En una primera etapa, iniciada en las últimas décadas del siglo 19, el feminismo había estado asociado principalmente al movimiento sufragista y, por ende, enfocado en la vida y participación pública de la mujer. Una segunda etapa estuvo marcada por el cambio de mirada desde lo público a lo privado, pues puso de relieve que la discriminación pública tiene su raíz en formas cotidianas y corrientes de desigualdad entre el hombre y la mujer. Al respecto fueron determinantes las reflexiones de Simone de Beauvoir (2005), quien, en su libro El segundo sexo, de 1949, escribió la célebre frase “no se nace mujer, sino que se llega a serlo”. Beauvoir distinguía entre “la mujer” y “lo femenino”. La mujer tiene rasgos semejantes a la hembra animal: nace con determinadas características biológicas y experimenta ciertos cambios a medida que se desarrolla, como la capacidad de engendrar y amamantar. En cambio, lo femenino sería algo inventado por la cultura masculina, que impone un modelo ético y estético sobre la hembra, al que esta se ha sometido por costumbre, pero que es contingente, es decir, no tiene una relación necesaria con el ser de la mujer. Para alcanzar la igualdad entre hombres y mujeres no bastaría con compartir el derecho a votar, sino que se requiere además conferirle a la mujer autonomía en todos los ámbitos posibles, que incluyen la libertad sexual y la independencia económica.
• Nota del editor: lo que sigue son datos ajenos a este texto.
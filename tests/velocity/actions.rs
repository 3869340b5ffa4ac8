//! Rule actions running inside the caller's unit of work

use crate::common::*;
use serde_json::json;
use std::sync::atomic::{AtomicUsize, Ordering};
use std::sync::Arc;

/// Engine whose "flag" action writes an audit entry
fn flagging_engine() -> VelocityEngine {
    init_tracing();
    let config = fast_config();
    let pool = config.memory_pool();
    let trail = AuditTrail::new(&pool, config.audit_partition).unwrap();

    let mut actions = ActionRegistry::new();
    actions.register_fn("flag", move |uow, call| {
        let mut entry = AuditEntry::new("velocity", call.event_type.tag.clone())
            .at(call.event.created_at)
            .details(json!({"weight": call.weight, "params": call.params}));
        if let Some(principal) = call.event.principal_id {
            entry = entry.principal(principal);
        }
        trail.record(uow, entry)?;
        Ok(())
    });

    let engine = VelocityEngine::new(pool, config).unwrap().with_actions(actions);
    engine
        .register_type(
            EventType::new("spam")
                .requiring(RequiredField::Principal)
                .with_rule(
                    Rule::new(3600, 2, Trigger::Above)
                        .with_action("flag")
                        .with_param("severity", "high"),
                ),
        )
        .unwrap();
    engine
}

fn flags(engine: &VelocityEngine) -> Vec<AuditEntry> {
    engine.audit().by_kind("velocity").unwrap()
}

#[test]
fn firing_rule_runs_its_action_with_weight_and_params() {
    let engine = flagging_engine();
    for offset in 0..2 {
        evaluate(&engine, EventRequest::new("spam").principal(ALICE).at(at(offset)));
    }
    assert!(flags(&engine).is_empty());

    let third = evaluate(&engine, EventRequest::new("spam").principal(ALICE).at(at(2)));
    // action rules never report a violation
    assert!(!third.is_violation());

    let flagged = flags(&engine);
    assert_eq!(flagged.len(), 1);
    assert_eq!(flagged[0].principal_id, Some(ALICE));
    assert_eq!(flagged[0].unique_id, "spam");
    assert_eq!(flagged[0].created_at, at(2));
    assert_eq!(flagged[0].details["weight"], json!(3));
    assert_eq!(flagged[0].details["params"]["severity"], json!("high"));

    let by_alice = engine.audit().by_principal(Some(ALICE), at(0), at(2)).unwrap();
    assert_eq!(by_alice, flagged);
}

#[test]
fn test_modes_never_run_actions() {
    let engine = flagging_engine();
    let key = EventKey::new().principal(ALICE);
    let t = engine.resolve_type("spam").unwrap();
    for offset in 0..5 {
        store_event(&engine, &t, &key, 1, at(offset));
    }

    for mode in [EvaluationMode::Test, EvaluationMode::TestAndSave] {
        evaluate(
            &engine,
            EventRequest::new("spam").key(key.clone()).at(at(6)).mode(mode),
        );
    }
    assert!(flags(&engine).is_empty());
}

#[test]
fn rollback_discards_action_writes_but_not_the_event() {
    let engine = flagging_engine();
    let key = EventKey::new().principal(ALICE);
    let t = engine.resolve_type("spam").unwrap();
    store_event(&engine, &t, &key, 1, at(0));
    store_event(&engine, &t, &key, 1, at(1));

    let mut uow = engine.begin();
    engine
        .create_event(&mut uow, EventRequest::new("spam").key(key.clone()).at(at(2)))
        .unwrap();
    assert_eq!(uow.pending().saves, 1);
    uow.rollback().unwrap();

    assert!(flags(&engine).is_empty());
    assert_eq!(
        engine.get_events(&t, &key, EventQuery::ending_at(at(2))).unwrap().len(),
        3
    );
}

#[test]
fn failing_action_propagates_its_error() {
    init_tracing();
    let mut actions = ActionRegistry::new();
    actions.register_fn("explode", |_, _| Err(VeloError::invalid_input("boom")));
    let engine = VelocityEngine::in_memory(fast_config())
        .unwrap()
        .with_actions(actions);
    engine
        .register_type(
            EventType::new("fragile").with_rule(Rule::new(60, 0, Trigger::Above).with_action("explode")),
        )
        .unwrap();

    let mut uow = engine.begin();
    let err = engine
        .create_event(&mut uow, EventRequest::new("fragile").at(at(0)))
        .unwrap_err();
    assert!(matches!(err, VeloError::InvalidInput { .. }));
    uow.rollback().unwrap();
}

#[test]
fn check_and_action_rules_mix() {
    init_tracing();
    let calls = Arc::new(AtomicUsize::new(0));
    let mut actions = ActionRegistry::new();
    {
        let calls = Arc::clone(&calls);
        actions.register_fn("count", move |_, _| {
            calls.fetch_add(1, Ordering::SeqCst);
            Ok(())
        });
    }
    let engine = VelocityEngine::in_memory(fast_config())
        .unwrap()
        .with_actions(actions);
    engine
        .register_type(
            EventType::new("mixed")
                .with_rule(Rule::new(60, 1, Trigger::Above).with_param("level", "soft"))
                .with_rule(Rule::new(60, 1, Trigger::Above).with_action("count"))
                .with_rule(Rule::new(60, 1, Trigger::Above).with_param("level", "hard")),
        )
        .unwrap();

    evaluate(&engine, EventRequest::new("mixed").unique_id("k").at(at(0)));
    let second = evaluate(&engine, EventRequest::new("mixed").unique_id("k").at(at(1)));

    assert_eq!(second.violation.unwrap()["level"], json!("hard"));
    assert_eq!(calls.load(Ordering::SeqCst), 1);
}

#[test]
fn unknown_actions_are_rejected_at_registration() {
    let engine = engine();
    let err = engine
        .register_type(EventType::new("bad").with_rule(Rule::new(60, 1, Trigger::Above).with_action("nope")))
        .unwrap_err();
    assert!(matches!(err, VeloError::UnknownAction { ref name } if name == "nope"));
    assert!(matches!(
        engine.resolve_type("bad"),
        Err(VeloError::UnknownEventType { .. })
    ));
}
//! Static record schemas
//!
//! Every record type placed in the shadow store declares, once and at compile
//! time, which fields make up its body and which indexes are maintained over
//! it. Index slots are positions in the respective list and appear in store
//! keys, so appending is safe and reordering is a data migration.

/// Transformation applied to a text component before it is indexed
#[derive(Debug, Clone, Copy, PartialEq, Eq)]
pub enum FieldTransform {
    /// Lower-case the text (case-insensitive lookups)
    Lower,
}

/// One component of an index definition
#[derive(Debug, Clone, Copy, PartialEq, Eq)]
pub struct IndexField {
    /// Field name passed to `ShadowRecord::field_value`
    pub name: &'static str,
    /// Transforms applied after normalization, in order
    pub transforms: &'static [FieldTransform],
}

impl IndexField {
    /// Plain field
    pub const fn new(name: &'static str) -> Self {
        Self {
            name,
            transforms: &[],
        }
    }

    /// Field with transforms
    pub const fn with_transforms(name: &'static str, transforms: &'static [FieldTransform]) -> Self {
        Self { name, transforms }
    }
}

/// Unique index: composite key → one id (last write wins)
#[derive(Debug, Clone, Copy)]
pub struct HashIndexDef {
    /// Key components
    pub fields: &'static [IndexField],
}

/// Multi-value index: composite key → set of ids
#[derive(Debug, Clone, Copy)]
pub struct SetIndexDef {
    /// Key components
    pub fields: &'static [IndexField],
}

/// Sorted index: composite key → ids ordered by a numeric score
#[derive(Debug, Clone, Copy)]
pub struct RangeIndexDef {
    /// Field providing the score (integer or timestamp)
    pub score: &'static str,
    /// Key components
    pub fields: &'static [IndexField],
}

/// Index flavor, used in diagnostics
#[derive(Debug, Clone, Copy, PartialEq, Eq)]
pub enum IndexKind {
    /// [`HashIndexDef`]
    Hash,
    /// [`SetIndexDef`]
    Set,
    /// [`RangeIndexDef`]
    Range,
}

impl IndexKind {
    /// Lower-case name
    pub fn name(&self) -> &'static str {
        match self {
            IndexKind::Hash => "hash",
            IndexKind::Set => "set",
            IndexKind::Range => "range",
        }
    }
}

/// Complete storage description of a record type
#[derive(Debug, Clone, Copy)]
pub struct RecordSchema {
    /// Class name used in every store key
    pub class: &'static str,
    /// Store partition the class lives in
    pub partition: usize,
    /// Fields serialized into the record body (must include `id`)
    pub fields: &'static [&'static str],
    /// Unique indexes
    pub hash_indexes: &'static [HashIndexDef],
    /// Multi-value indexes
    pub set_indexes: &'static [SetIndexDef],
    /// Sorted indexes
    pub range_indexes: &'static [RangeIndexDef],
}

impl RecordSchema {
    /// Schema with no indexes
    pub const fn plain(class: &'static str, partition: usize, fields: &'static [&'static str]) -> Self {
        Self {
            class,
            partition,
            fields,
            hash_indexes: &[],
            set_indexes: &[],
            range_indexes: &[],
        }
    }

    /// Total number of index definitions
    pub fn index_count(&self) -> usize {
        self.hash_indexes.len() + self.set_indexes.len() + self.range_indexes.len()
    }

    /// Whether `name` is a declared body field
    pub fn has_field(&self, name: &str) -> bool {
        self.fields.iter().any(|f| *f == name)
    }
}
//! Leased record locks
//!
//! A lock is a string key `dbshadow_lock:{class}:{id}` set with NX and a
//! lease, holding the owner's identity. Release is a server-side
//! compare-and-delete, so a holder whose lease already expired can never
//! clear somebody else's lock.
//!
//! ## Acquire protocol
//!
//! ```text
//! loop until deadline:
//!     SET key owner NX PX lease   → claimed? done
//!     sleep uniform(poll_min, poll_max)
//! LockTimeout
//! ```

use once_cell::sync::Lazy;
use rand::Rng;
use std::fmt;
use std::sync::atomic::{AtomicU64, Ordering};
use std::sync::Arc;
use std::time::{Duration, Instant};
use tracing::{debug, warn};
use uuid::Uuid;
use velostore_core::{RecordId, ShadowRecord, VeloError, VeloResult};
use velostore_primitives::keys;
use velostore_storage::{KvClient, StorePool};

/// Identity of this process instance, `{pid}:{uuid}`
static PROCESS_TAG: Lazy<String> =
    Lazy::new(|| format!("{}:{}", std::process::id(), Uuid::new_v4().simple()));

static NEXT_OWNER: AtomicU64 = AtomicU64::new(1);

/// A lockable resource: one record of one class
#[derive(Debug, Clone, Copy, PartialEq, Eq, Hash, PartialOrd, Ord)]
pub struct LockKey {
    /// Partition the lock key lives in
    pub partition: usize,
    /// Class name
    pub class: &'static str,
    /// Record id
    pub id: RecordId,
}

impl LockKey {
    /// Lock on an arbitrary class
    pub const fn new(class: &'static str, id: RecordId, partition: usize) -> Self {
        Self {
            partition,
            class,
            id,
        }
    }

    /// Lock on a record of `T`, in `T`'s partition
    pub fn for_record<T: ShadowRecord>(id: RecordId) -> Self {
        let schema = T::schema();
        Self::new(schema.class, id, schema.partition)
    }

    /// Store key
    pub fn store_key(&self) -> String {
        keys::lock_key(self.class, self.id)
    }
}

impl fmt::Display for LockKey {
    fn fmt(&self, f: &mut fmt::Formatter<'_>) -> fmt::Result {
        write!(f, "{}:{}", self.class, self.id)
    }
}

/// Value written into a held lock
#[derive(Debug, Clone, PartialEq, Eq, Hash)]
pub struct LockOwner(String);

impl LockOwner {
    /// The identity shared by everything in this process
    pub fn process() -> Self {
        LockOwner(PROCESS_TAG.clone())
    }

    /// A fresh identity, distinct from every other owner in any process
    pub fn new_unique() -> Self {
        let n = NEXT_OWNER.fetch_add(1, Ordering::Relaxed);
        LockOwner(format!("{}:{}", *PROCESS_TAG, n))
    }

    /// Owner string as stored
    pub fn as_str(&self) -> &str {
        &self.0
    }
}

impl fmt::Display for LockOwner {
    fn fmt(&self, f: &mut fmt::Formatter<'_>) -> fmt::Result {
        f.write_str(&self.0)
    }
}

/// Timing of lock acquisition
#[derive(Debug, Clone, Copy, PartialEq, Eq)]
pub struct LockConfig {
    /// Give up acquiring after this long
    pub wait: Duration,
    /// Lease on a claimed lock
    pub lease: Duration,
    /// Shortest sleep between attempts
    pub poll_min: Duration,
    /// Longest sleep between attempts
    pub poll_max: Duration,
}

impl Default for LockConfig {
    fn default() -> Self {
        Self {
            wait: Duration::from_secs(5),
            lease: Duration::from_secs(30),
            poll_min: Duration::from_millis(75),
            poll_max: Duration::from_millis(125),
        }
    }
}

impl LockConfig {
    fn jitter(&self) -> Duration {
        if self.poll_max <= self.poll_min {
            return self.poll_min;
        }
        rand::thread_rng().gen_range(self.poll_min..=self.poll_max)
    }
}

/// Lock primitives over a store pool
#[derive(Debug, Clone)]
pub struct LockManager {
    pool: StorePool,
    config: LockConfig,
}

impl LockManager {
    /// Create a manager
    pub fn new(pool: StorePool, config: LockConfig) -> Self {
        Self { pool, config }
    }

    /// Store pool
    pub fn pool(&self) -> &StorePool {
        &self.pool
    }

    /// Timing configuration
    pub fn config(&self) -> &LockConfig {
        &self.config
    }

    fn client(&self, key: &LockKey) -> VeloResult<&KvClient> {
        self.pool.partition(key.partition)
    }

    /// One attempt; true when claimed
    pub fn try_acquire(&self, key: &LockKey, owner: &LockOwner) -> VeloResult<bool> {
        self.client(key)?
            .set_nx_with_ttl(&key.store_key(), owner.as_str(), self.config.lease)
    }

    /// Poll with jitter until claimed or the deadline passes
    ///
    /// # Errors
    ///
    /// `LockTimeout` when the deadline passes first.
    pub fn acquire(&self, key: &LockKey, owner: &LockOwner) -> VeloResult<()> {
        let started = Instant::now();
        let deadline = started + self.config.wait;
        debug!(lock = %key, owner = %owner, "acquiring lock");
        loop {
            if self.try_acquire(key, owner)? {
                debug!(lock = %key, waited_ms = started.elapsed().as_millis() as u64, "lock acquired");
                return Ok(());
            }
            let now = Instant::now();
            if now >= deadline {
                let waited = now - started;
                warn!(lock = %key, waited_ms = waited.as_millis() as u64, "lock timeout");
                return Err(VeloError::LockTimeout {
                    key: key.store_key(),
                    waited,
                });
            }
            std::thread::sleep(self.config.jitter().min(deadline - now));
        }
    }

    /// Release if still held by `owner`
    ///
    /// False means the lease had expired or someone else holds the lock;
    /// that is not an error.
    pub fn release(&self, key: &LockKey, owner: &LockOwner) -> VeloResult<bool> {
        let released = self
            .client(key)?
            .compare_and_delete(&key.store_key(), owner.as_str())?;
        if released {
            debug!(lock = %key, "lock released");
        } else {
            debug!(lock = %key, "lock already expired or taken over");
        }
        Ok(released)
    }
}

/// Named hook fired when a lock is released
#[derive(Clone)]
pub struct LockCallback {
    name: String,
    callback: Arc<dyn Fn(&LockKey) + Send + Sync>,
}

impl LockCallback {
    /// Create a callback; registering the same name twice on one lock keeps
    /// only the first
    pub fn new(name: impl Into<String>, callback: impl Fn(&LockKey) + Send + Sync + 'static) -> Self {
        Self {
            name: name.into(),
            callback: Arc::new(callback),
        }
    }

    /// Callback name
    pub fn name(&self) -> &str {
        &self.name
    }

    pub(crate) fn fire(&self, key: &LockKey) {
        (self.callback)(key)
    }
}

impl fmt::Debug for LockCallback {
    fn fmt(&self, f: &mut fmt::Formatter<'_>) -> fmt::Result {
        f.debug_struct("LockCallback").field("name", &self.name).finish()
    }
}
A partir de los años 60, diversas autoras cuestionan el planteamiento que busca la igualdad entre hombres y mujeres, y sostienen, por el con trario, el valor de su diferencia. La filósofa y psicoanalista belga Luce Irigaray llama a elaborar una cultura de lo sexual que respete los dos gé neros, pero critica el término “igualdad”, porque a su juicio implica una comparación y neutralización, que desconoce el valor específico de la femineidad al eliminar la irreductibilidad de la diferencia sexual (Irigaray, 1992).

En 1970 Kate Millet acuñó el término “patriarcado” para referirse al mundo cultural impuesto por el hombre descrito por Beauvoir (Millet, 1995). A su vez, la feminista francesa Monique Wittig, recogiendo la teoría marxista, según la cual hay una división natural del trabajo en la familia, sostuvo que la heterosexualidad tiene una base económica: la mujer no es sino una máquina productora de capital humano, y el hombre se apropia luego del producto de su trabajo. La lucha de los sexos sería, entonces, una variante de la lucha de clases (Wittig, 2006). En ese contexto, Wittig defendió el lesbianismo, no solo como resistencia alternativa al patriarcado, sino contra el heteropatriarcado, es decir contra una sociedad enfocada desde el hombre heterosexual y la mujer bajo su dominio.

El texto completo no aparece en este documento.